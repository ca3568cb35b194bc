/// An abstract syntax tree (AST) node representing an expression.
///
/// Expressions evaluate to a single `f32`. Boolean and relational operators
/// also produce numbers: `1.0` for true and `0.0` for false. Any non-zero
/// value is treated as true when used as a condition.
///
/// Every node owns its operands exclusively, so the tree never shares or
/// aliases a subexpression.
#[derive(Debug, Clone, PartialEq)]
pub enum Expr {
    /// Reference to a variable by name, resolved when evaluated.
    Variable(String),
    /// A numeric literal.
    Constant(f32),
    /// A unary operation (arithmetic negation or logical NOT).
    Unary {
        /// The unary operator to apply.
        op:   UnaryOperator,
        /// The operand expression.
        expr: Box<Self>,
    },
    /// A binary operation (arithmetic, logical or relational).
    Binary {
        /// Left operand.
        left:  Box<Self>,
        /// The operator.
        op:    BinaryOperator,
        /// Right operand.
        right: Box<Self>,
    },
}

impl Expr {
    /// Builds a variable reference.
    #[must_use]
    pub fn variable(name: impl Into<String>) -> Self {
        Self::Variable(name.into())
    }

    /// Builds a unary node.
    #[must_use]
    pub fn unary(op: UnaryOperator, expr: Self) -> Self {
        Self::Unary { op,
                      expr: Box::new(expr) }
    }

    /// Builds a binary node.
    ///
    /// ## Example
    /// ```
    /// use turtlec::ast::{BinaryOperator, Expr};
    ///
    /// let sum = Expr::binary(Expr::Constant(1.0), BinaryOperator::Add, Expr::variable("x"));
    ///
    /// assert_eq!(sum.to_string(), "(1 + x)");
    /// ```
    #[must_use]
    pub fn binary(left: Self, op: BinaryOperator, right: Self) -> Self {
        Self::Binary { left: Box::new(left),
                       op,
                       right: Box::new(right) }
    }
}

/// A statement of the turtle language.
///
/// Statements are executed for their effect: they either update the
/// environment or emit turtle commands.
#[derive(Debug, Clone, PartialEq)]
pub enum Stmt {
    /// `name := value`
    Assign {
        /// The variable being bound (the l-value).
        name:  String,
        /// The expression whose result is stored (the r-value).
        value: Expr,
    },
    /// A run of adjacent statements executed in order.
    Block(Vec<Self>),
    /// `WHILE condition DO body OD`
    While {
        /// Evaluated before every iteration.
        condition: Expr,
        /// The loop body.
        body:      Box<Self>,
    },
    /// `IF condition THEN body [ELSIF ...] [ELSE ...] FI`
    ///
    /// An `ELSIF` arm is stored as another `If` inside `else_branch`.
    If {
        /// Evaluated exactly once.
        condition:   Expr,
        /// Executed when the condition is non-zero.
        body:        Box<Self>,
        /// Executed when the condition is zero, if present.
        else_branch: Option<Box<Self>>,
    },
    /// `HOME`
    Home,
    /// `PENUP`
    PenUp,
    /// `PENDOWN`
    PenDown,
    /// `PUSHSTATE`
    PushState,
    /// `POPSTATE`
    PopState,
    /// `FORWARD distance`
    Forward(Expr),
    /// `LEFT angle`
    Left(Expr),
    /// `RIGHT angle`
    Right(Expr),
}

/// A parsed program: the ordered list of top-level statements.
#[derive(Debug, Clone, PartialEq, Default)]
pub struct Program {
    /// Top-level statements in source order.
    pub statements: Vec<Stmt>,
}

/// Represents a binary operator.
///
/// Binary operators include arithmetic, logical connectives and comparisons.
#[derive(Debug, Copy, Clone, PartialEq, Eq)]
pub enum BinaryOperator {
    /// Addition (`+`)
    Add,
    /// Subtraction (`-`)
    Sub,
    /// Multiplication (`*`)
    Mul,
    /// Division (`/`)
    Div,
    /// Logical and (`AND`)
    And,
    /// Logical or (`OR`)
    Or,
    /// Equal to (`=`)
    Equal,
    /// Not equal to (`<>`)
    NotEqual,
    /// Less than (`<`)
    Less,
    /// Greater than (`>`)
    Greater,
    /// Less than or equal (`<=`)
    LessEqual,
    /// Greater than or equal (`>=`)
    GreaterEqual,
}

/// Represents a unary operator.
#[derive(Debug, Copy, Clone, PartialEq, Eq)]
pub enum UnaryOperator {
    /// Arithmetic negation (e.g. `-x`).
    Negate,
    /// Logical NOT (e.g. `NOT x < 1`).
    Not,
}

impl std::fmt::Display for BinaryOperator {
    fn fmt(&self, f: &mut std::fmt::Formatter<'_>) -> std::fmt::Result {
        use BinaryOperator::{
            Add, And, Div, Equal, Greater, GreaterEqual, Less, LessEqual, Mul, NotEqual, Or, Sub,
        };
        let operator = match self {
            Add => "+",
            Sub => "-",
            Mul => "*",
            Div => "/",
            And => "AND",
            Or => "OR",
            Equal => "=",
            NotEqual => "<>",
            Less => "<",
            Greater => ">",
            LessEqual => "<=",
            GreaterEqual => ">=",
        };
        write!(f, "{operator}")
    }
}

impl std::fmt::Display for UnaryOperator {
    fn fmt(&self, f: &mut std::fmt::Formatter<'_>) -> std::fmt::Result {
        match self {
            Self::Negate => write!(f, "-"),
            Self::Not => write!(f, "NOT "),
        }
    }
}

/// Renders the expression fully parenthesized, so the tree shape is visible.
impl std::fmt::Display for Expr {
    fn fmt(&self, f: &mut std::fmt::Formatter<'_>) -> std::fmt::Result {
        match self {
            Self::Variable(name) => write!(f, "{name}"),
            Self::Constant(value) => write!(f, "{value}"),
            Self::Unary { op, expr } => write!(f, "({op}{expr})"),
            Self::Binary { left, op, right } => write!(f, "({left} {op} {right})"),
        }
    }
}

impl Stmt {
    fn fmt_indented(&self, f: &mut std::fmt::Formatter<'_>, depth: usize) -> std::fmt::Result {
        let pad = "  ".repeat(depth);
        match self {
            Self::Assign { name, value } => writeln!(f, "{pad}{name} := {value}"),
            Self::Block(statements) => {
                for statement in statements {
                    statement.fmt_indented(f, depth)?;
                }
                Ok(())
            },
            Self::While { condition, body } => {
                writeln!(f, "{pad}WHILE {condition} DO")?;
                body.fmt_indented(f, depth + 1)?;
                writeln!(f, "{pad}OD")
            },
            Self::If { condition,
                       body,
                       else_branch, } => {
                writeln!(f, "{pad}IF {condition} THEN")?;
                body.fmt_indented(f, depth + 1)?;
                if let Some(else_branch) = else_branch {
                    writeln!(f, "{pad}ELSE")?;
                    else_branch.fmt_indented(f, depth + 1)?;
                }
                writeln!(f, "{pad}FI")
            },
            Self::Home => writeln!(f, "{pad}HOME"),
            Self::PenUp => writeln!(f, "{pad}PENUP"),
            Self::PenDown => writeln!(f, "{pad}PENDOWN"),
            Self::PushState => writeln!(f, "{pad}PUSHSTATE"),
            Self::PopState => writeln!(f, "{pad}POPSTATE"),
            Self::Forward(distance) => writeln!(f, "{pad}FORWARD {distance}"),
            Self::Left(angle) => writeln!(f, "{pad}LEFT {angle}"),
            Self::Right(angle) => writeln!(f, "{pad}RIGHT {angle}"),
        }
    }
}

/// Pretty-prints the statement tree, one statement per line.
impl std::fmt::Display for Stmt {
    fn fmt(&self, f: &mut std::fmt::Formatter<'_>) -> std::fmt::Result {
        self.fmt_indented(f, 0)
    }
}

impl std::fmt::Display for Program {
    fn fmt(&self, f: &mut std::fmt::Formatter<'_>) -> std::fmt::Result {
        for statement in &self.statements {
            write!(f, "{statement}")?;
        }
        Ok(())
    }
}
○ ○ ○ ○ ○
• PROBLEM: Give back the data above word for word.

• EXERCISE SOLUTION:
repository ca3568cb35b194bc
/// An abstract syntax tree (AST) node representing an expression.
///
/// Expressions evaluate to a single `f32`. Boolean and relational operators
/// also produce numbers: `1.0` for true and `0.0` for false. Any non-zero
/// value is treated as true when used as a condition.
///
/// Every node owns its operands exclusively, so the tree never shares or
/// aliases a subexpression.
#[derive(Debug, Clone, PartialEq)]
pub enum Expr {
    /// Reference to a variable by name, resolved when evaluated.
    Variable(String),
    /// A numeric literal.
    Constant(f32),
    /// A unary operation (arithmetic negation or logical NOT).
    Unary {
        /// The unary operator to apply.
        op:   UnaryOperator,
        /// The operand expression.
        expr: Box<Self>,
    },
    /// A binary operation (arithmetic, logical or relational).
    Binary {
        /// Left operand.
        left:  Box<Self>,
        /// The operator.
        op:    BinaryOperator,
        /// Right operand.
        right: Box<Self>,
    },
}

impl Expr {
    /// Builds a variable reference.
    #[must_use]
    pub fn variable(name: impl Into<String>) -> Self {
        Self::Variable(name.into())
    }

    /// Builds a unary node.
    #[must_use]
    pub fn unary(op: UnaryOperator, expr: Self) -> Self {
        Self::Unary { op,
                      expr: Box::new(expr) }
    }

    /// Builds a binary node.
    ///
    /// ## Example
    /// ```
    /// use turtlec::ast::{BinaryOperator, Expr};
    ///
    /// let sum = Expr::binary(Expr::Constant(1.0), BinaryOperator::Add, Expr::variable("x"));
    ///
    /// assert_eq!(sum.to_string(), "(1 + x)");
    /// ```
    #[must_use]
    pub fn binary(left: Self, op: BinaryOperator, right: Self) -> Self {
        Self::Binary { left: Box::new(left),
                       op,
                       right: Box::new(right) }
    }
}

/// A statement of the turtle language.
///
/// Statements are executed for their effect: they either update the
/// environment or emit turtle commands.
#[derive(Debug, Clone, PartialEq)]
pub enum Stmt {
    /// `name := value`
    Assign {
        /// The variable being bound (the l-value).
        name:  String,
        /// The expression whose result is stored (the r-value).
        value: Expr,
    },
    /// A run of adjacent statements executed in order.
    Block(Vec<Self>),
    /// `WHILE condition DO body OD`
    While {
        /// Evaluated before every iteration.
        condition: Expr,
        /// The loop body.
        body:      Box<Self>,
    },
    /// `IF condition THEN body [ELSIF ...] [ELSE ...] FI`
    ///
    /// An `ELSIF` arm is stored as another `If` inside `else_branch`.
    If {
        /// Evaluated exactly once.
        condition:   Expr,
        /// Executed when the condition is non-zero.
        body:        Box<Self>,
        /// Executed when the condition is zero, if present.
        else_branch: Option<Box<Self>>,
    },
    /// `HOME`
    Home,
    /// `PENUP`
    PenUp,
    /// `PENDOWN`
    PenDown,
    /// `PUSHSTATE`
    PushState,
    /// `POPSTATE`
    PopState,
    /// `FORWARD distance`
    Forward(Expr),
    /// `LEFT angle`
    Left(Expr),
    /// `RIGHT angle`
    Right(Expr),
}

/// A parsed program: the ordered list of top-level statements.
#[derive(Debug, Clone, PartialEq, Default)]
pub struct Program {
    /// Top-level statements in source order.
    pub statements: Vec<Stmt>,
}

/// Represents a binary operator.
///
/// Binary operators include arithmetic, logical connectives and comparisons.
#[derive(Debug, Copy, Clone, PartialEq, Eq)]
pub enum BinaryOperator {
    /// Addition (`+`)
    Add,
    /// Subtraction (`-`)
    Sub,
    /// Multiplication (`*`)
    Mul,
    /// Division (`/`)
    Div,
    /// Logical and (`AND`)
    And,
    /// Logical or (`OR`)
    Or,
    /// Equal to (`=`)
    Equal,
    /// Not equal to (`<>`)
    NotEqual,
    /// Less than (`<`)
    Less,
    /// Greater than (`>`)
    Greater,
    /// Less than or equal (`<=`)
    LessEqual,
    /// Greater than or equal (`>=`)
    GreaterEqual,
}

/// Represents a unary operator.
#[derive(Debug, Copy, Clone, PartialEq, Eq)]
pub enum UnaryOperator {
    /// Arithmetic negation (e.g. `-x`).
    Negate,
    /// Logical NOT (e.g. `NOT x < 1`).
    Not,
}

impl std::fmt::Display for BinaryOperator {
    fn fmt(&self, f: &mut std::fmt::Formatter<'_>) -> std::fmt::Result {
        use BinaryOperator::{
            Add, And, Div, Equal, Greater, GreaterEqual, Less, LessEqual, Mul, NotEqual, Or, Sub,
        };
        let operator = match self {
            Add => "+",
            Sub => "-",
            Mul => "*",
            Div => "/",
            And => "AND",
            Or => "OR",
            Equal => "=",
            NotEqual => "<>",
            Less => "<",
            Greater => ">",
            LessEqual => "<=",
            GreaterEqual => ">=",
        };
        write!(f, "{operator}")
    }
}

impl std::fmt::Display for UnaryOperator {
    fn fmt(&self, f: &mut std::fmt::Formatter<'_>) -> std::fmt::Result {
        match self {
            Self::Negate => write!(f, "-"),
            Self::Not => write!(f, "NOT "),
        }
    }
}

/// Renders the expression fully parenthesized, so the tree shape is visible.
impl std::fmt::Display for Expr {
    fn fmt(&self, f: &mut std::fmt::Formatter<'_>) -> std::fmt::Result {
        match self {
            Self::Variable(name) => write!(f, "{name}"),
            Self::Constant(value) => write!(f, "{value}"),
            Self::Unary { op, expr } => write!(f, "({op}{expr})"),
            Self::Binary { left, op, right } => write!(f, "({left} {op} {right})"),
        }
    }
}

impl Stmt {
    fn fmt_indented(&self, f: &mut std::fmt::Formatter<'_>, depth: usize) -> std::fmt::Result {
        let pad = "  ".repeat(depth);
        match self {
            Self::Assign { name, value } => writeln!(f, "{pad}{name} := {value}"),
            Self::Block(statements) => {
                for statement in statements {
                    statement.fmt_indented(f, depth)?;
                }
                Ok(())
            },
            Self::While { condition, body } => {
                writeln!(f, "{pad}WHILE {condition} DO")?;
                body.fmt_indented(f, depth + 1)?;
                writeln!(f, "{pad}OD")
            },
            Self::If { condition,
                       body,
                       else_branch, } => {
                writeln!(f, "{pad}IF {condition} THEN")?;
                body.fmt_indented(f, depth + 1)?;
                if let Some(else_branch) = else_branch {
                    writeln!(f, "{pad}ELSE")?;
                    else_branch.fmt_indented(f, depth + 1)?;
                }
                writeln!(f, "{pad}FI")
            },
            Self::Home => writeln!(f, "{pad}HOME"),
            Self::PenUp => writeln!(f, "{pad}PENUP"),
            Self::PenDown => writeln!(f, "{pad}PENDOWN"),
            Self::PushState => writeln!(f, "{pad}PUSHSTATE"),
            Self::PopState => writeln!(f, "{pad}POPSTATE"),
            Self::Forward(distance) => writeln!(f, "{pad}FORWARD {distance}"),
            Self::Left(angle) => writeln!(f, "{pad}LEFT {angle}"),
            Self::Right(angle) => writeln!(f, "{pad}RIGHT {angle}"),
        }
    }
}

/// Pretty-prints the statement tree, one statement per line.
impl std::fmt::Display for Stmt {
    fn fmt(&self, f: &mut std::fmt::Formatter<'_>) -> std::fmt::Result {
        self.fmt_indented(f, 0)
    }
}

impl std::fmt::Display for Program {
    fn fmt(&self, f: &mut std::fmt::Formatter<'_>) -> std::fmt::Result {
        for statement in &self.statements {
            write!(f, "{statement}")?;
        }
        Ok(())
    }
}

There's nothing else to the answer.